Rodowody pokornych
„Myśli nowoczesnego endeka” Rafała A. Ziemkiewicza mogą się okazać podzwonnym dla niemyślącego nowoczesnego bęcwała
Żadnej krwi rozlewanej w imię romantycznych porywów. Zero insurekcji i prowadzenia ludzi na barykady albo zamykania w kolejnych redutach Ordona. Zamiast porywów serca kierowanie się rozumem i zdrowym rozsądkiem. Pragmatyzm ponad wzniosłość, ideologiczne wojny i światopoglądowe nawalanki. I patriotyzm codzienny zamiast tego odświętnego, akcyjnego, bodźcowego (gdy skakał Adam Małysz, biegła Justyna Kowalczyk czy wygrywali lekkoatleci i piłkarze).

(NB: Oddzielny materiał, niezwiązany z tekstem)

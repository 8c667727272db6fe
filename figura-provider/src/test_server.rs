//! One-shot HTTP responder for exercising clients in tests.

use tokio::io::{AsyncReadExt, AsyncWriteExt};
use tokio::net::{TcpListener, TcpStream};
use tokio::sync::oneshot;

/// A captured request
#[derive(Debug)]
pub struct Captured {
    pub head: String,
    pub body: Vec<u8>,
}

/// Serve `responses` in order, one connection each, and return the base URL
/// plus a receiver for the captured requests.
pub async fn serve(
    responses: Vec<(u16, &'static str, Vec<u8>)>,
) -> (String, oneshot::Receiver<Vec<Captured>>) {
    let listener = TcpListener::bind("127.0.0.1:0").await.unwrap();
    let addr = listener.local_addr().unwrap();
    let (tx, rx) = oneshot::channel();

    tokio::spawn(async move {
        let mut captured = Vec::new();
        for (status, content_type, body) in responses {
            let (mut socket, _) = listener.accept().await.unwrap();
            captured.push(read_request(&mut socket).await);
            let head = format!(
                "HTTP/1.1 {} X\r\nContent-Type: {}\r\nContent-Length: {}\r\nConnection: close\r\n\r\n",
                status,
                content_type,
                body.len()
            );
            socket.write_all(head.as_bytes()).await.unwrap();
            socket.write_all(&body).await.unwrap();
            let _ = socket.shutdown().await;
        }
        let _ = tx.send(captured);
    });

    (format!("http://{}", addr), rx)
}

async fn read_request(socket: &mut TcpStream) -> Captured {
    let mut buf = Vec::new();
    let mut chunk = [0u8; 8192];
    loop {
        let n = socket.read(&mut chunk).await.unwrap();
        if n == 0 {
            break;
        }
        buf.extend_from_slice(&chunk[..n]);

        if let Some(end) = buf.windows(4).position(|w| w == b"\r\n\r\n") {
            let head = String::from_utf8_lossy(&buf[..end]).to_string();
            let length = head
                .lines()
                .find_map(|l| {
                    let (name, value) = l.split_once(':')?;
                    name.eq_ignore_ascii_case("content-length")
                        .then(|| value.trim().parse::<usize>().ok())
                        .flatten()
                })
                .unwrap_or(0);
            if buf.len() >= end + 4 + length {
                return Captured {
                    head,
                    body: buf[end + 4..end + 4 + length].to_vec(),
                };
            }
        }
    }
    Captured {
        head: String::from_utf8_lossy(&buf).to_string(),
        body: Vec::new(),
    }
}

A efektem powinno być realnie obywatelskie społeczeństwo. Realnie, czyli organizowane nie wokół mętnej ideologii obywatelskości, lecz wokół praktycznego działania dla osiągania zrozumiałych i pożądanych celów wspólnoty. Najkrócej tę filozofię, którą Rafał Ziemkiewicz w swojej nowej książce nazywa „myślami nowoczesnego endeka", można by streścić zasadą: poświęć cztery godziny w tygodniu na pracę dla wspólnoty, dla osiągania wspólnych celów.